# Application Optimization

## Description

The goal is to optimize the decision of applying to something like universities, positions, jobs etc. In these situations, there are multiple options, but in the end only one can be chosen. Thus, in the end, regardless of which universities, positions, or jobs that someone had applied to, the only one that matters is the one which the person chooses to accept. Hence, it is a different class of problem than the ones commonly considered, such as stock selection.

## Assumptions
The following assumptions are made regarding the nature of the problem:
- The preference of the person for the position can be captured adequately by reward or utility. That is, the preference of the person can be reduced to a number and its associated operations.
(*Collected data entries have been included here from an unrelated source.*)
//! Per-player state

use crate::zones::PlayerZones;
use serde::{Deserialize, Serialize};

/// One side of the table: zones plus scalar counters
#[derive(Debug, Clone, Serialize, Deserialize)]
pub struct Player {
    pub zones: PlayerZones,

    /// Health total; the player loses at 0 or below
    pub health: i32,

    /// Floating mana; emptied at the owner's untap
    pub mana: u32,

    /// Has a land been played this turn?
    pub land_played: bool,

    /// When false, priority windows held by this player auto-pass
    pub participate_in_priority: bool,
}

impl Player {
    pub fn new(starting_health: i32, participate_in_priority: bool) -> Self {
        Player {
            zones: PlayerZones::new(),
            health: starting_health,
            mana: 0,
            land_played: false,
            participate_in_priority,
        }
    }

    pub fn lose_health(&mut self, amount: i32) {
        self.health -= amount;
    }

    pub fn gain_health(&mut self, amount: i32) {
        self.health += amount;
    }

    pub fn has_lost(&self) -> bool {
        self.health <= 0
    }

    pub fn can_play_land(&self) -> bool {
        !self.land_played && !self.zones.lands.is_full()
    }

    pub fn has_creature(&self) -> bool {
        self.zones.board.iter().any(|c| c.is_creature())
    }
}

#[cfg(test)]
mod tests {
    use super::*;
    use crate::core::Card;

    #[test]
    fn test_player_health() {
        let mut player = Player::new(20, false);
        player.lose_health(5);
        assert_eq!(player.health, 15);
        assert!(!player.has_lost());

        player.lose_health(15);
        assert!(player.has_lost());

        player.gain_health(3);
        assert_eq!(player.health, 3);
    }

    #[test]
    fn test_land_playing() {
        let mut player = Player::new(20, true);
        assert!(player.can_play_land());
        player.land_played = true;
        assert!(!player.can_play_land());
    }

    #[test]
    fn test_has_creature() {
        let mut player = Player::new(20, true);
        assert!(!player.has_creature());
        player.zones.board.push(Card::creature("Goblin", 1, 1, 1));
        assert!(player.has_creature());
    }
}
//! Random controller for baselines and fuzzing
//!
//! Picks action indices uniformly from `0..12`: every selection index plus
//! Enter and no-op, never the priority toggle.

use crate::core::PlayerId;
use crate::game::controller::{GameStateView, PlayerController};
use crate::game::{Action, ControllerState, ACTION_TOGGLE_PRIORITY};
use rand::{Rng, SeedableRng};
use rand_chacha::ChaCha12Rng;

/// A controller that makes random choices
///
/// The RNG is serializable, so a snapshot resumes the same action sequence.
#[derive(Debug, Clone, serde::Serialize, serde::Deserialize)]
pub struct RandomController {
    player_id: PlayerId,
    rng: ChaCha12Rng,
}

impl RandomController {
    /// Seed from OS entropy
    pub fn new(player_id: PlayerId) -> Self {
        RandomController {
            player_id,
            rng: ChaCha12Rng::from_entropy(),
        }
    }

    /// Seeded RNG, for deterministic tests and tournaments
    pub fn with_seed(player_id: PlayerId, seed: u64) -> Self {
        RandomController {
            player_id,
            rng: ChaCha12Rng::seed_from_u64(seed),
        }
    }
}

impl PlayerController for RandomController {
    fn player_id(&self) -> PlayerId {
        self.player_id
    }

    fn name(&self) -> &str {
        "random"
    }

    fn choose_action(&mut self, _view: &GameStateView) -> Action {
        Action::from_index(self.rng.gen_range(0..ACTION_TOGGLE_PRIORITY))
    }

    fn snapshot_state(&self) -> Option<ControllerState> {
        Some(ControllerState::Random(self.clone()))
    }
}

#[cfg(test)]
mod tests {
    use super::*;
    use crate::game::{GameConfig, GameLoop, GameState, VerbosityLevel};
    use crate::loader::DeckList;

    #[test]
    fn test_seeded_controllers_agree() {
        let deck = DeckList::starter().cards();
        let game = GameState::new(GameConfig::default(), deck.clone(), deck).unwrap();
        let view = GameStateView::new(&game, PlayerId::FIRST);

        let mut a = RandomController::with_seed(PlayerId::FIRST, 42);
        let mut b = RandomController::with_seed(PlayerId::FIRST, 42);
        for _ in 0..50 {
            let action = a.choose_action(&view);
            assert_eq!(action, b.choose_action(&view));
            assert_ne!(action, Action::TogglePriority);
        }
    }

    #[test]
    fn test_random_games_finish() {
        let deck = DeckList::starter().cards();
        let config = GameConfig::default().with_seed(17);
        let game = GameState::new(config, deck.clone(), deck).unwrap();
        let mut engine = GameLoop::new(game).with_verbosity(VerbosityLevel::Silent);
        engine.reset();

        let mut controllers: [Box<dyn PlayerController>; 2] = [
            Box::new(RandomController::with_seed(PlayerId::FIRST, 1)),
            Box::new(RandomController::with_seed(PlayerId::SECOND, 2)),
        ];
        let mut finished = 0;
        for _ in 0..3 {
            if engine.run_episode(&mut controllers, 200_000).is_some() {
                finished += 1;
            }
        }
        assert!(finished > 0);
        assert_eq!(engine.episodes_completed(), finished);
    }
}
To this end, the most fitting way of setting the reward may be to associate the positions with monetary values.
- The acceptence of an application to a position is independent from the other positions. That is, getting accepted to a position depends only on the position and the application. This may or may not be a reasonable assumption depending on context. However, if there are no mutual relations or sharing of informations between the reviewers for a given position, then assuming independence should not cause significant issue.
- The cost of applying to a position is negligible comparing to its reward. For most applications, this would be a reasonable assumption, since filling out forms are not comparable to getting a degree from a university for instance. In any case, the reward can be adjusted to reflect the cost of applications if needed.

## Derivation

### Problem Setup

Let $N$ be the number of candidate positions that can be applied to.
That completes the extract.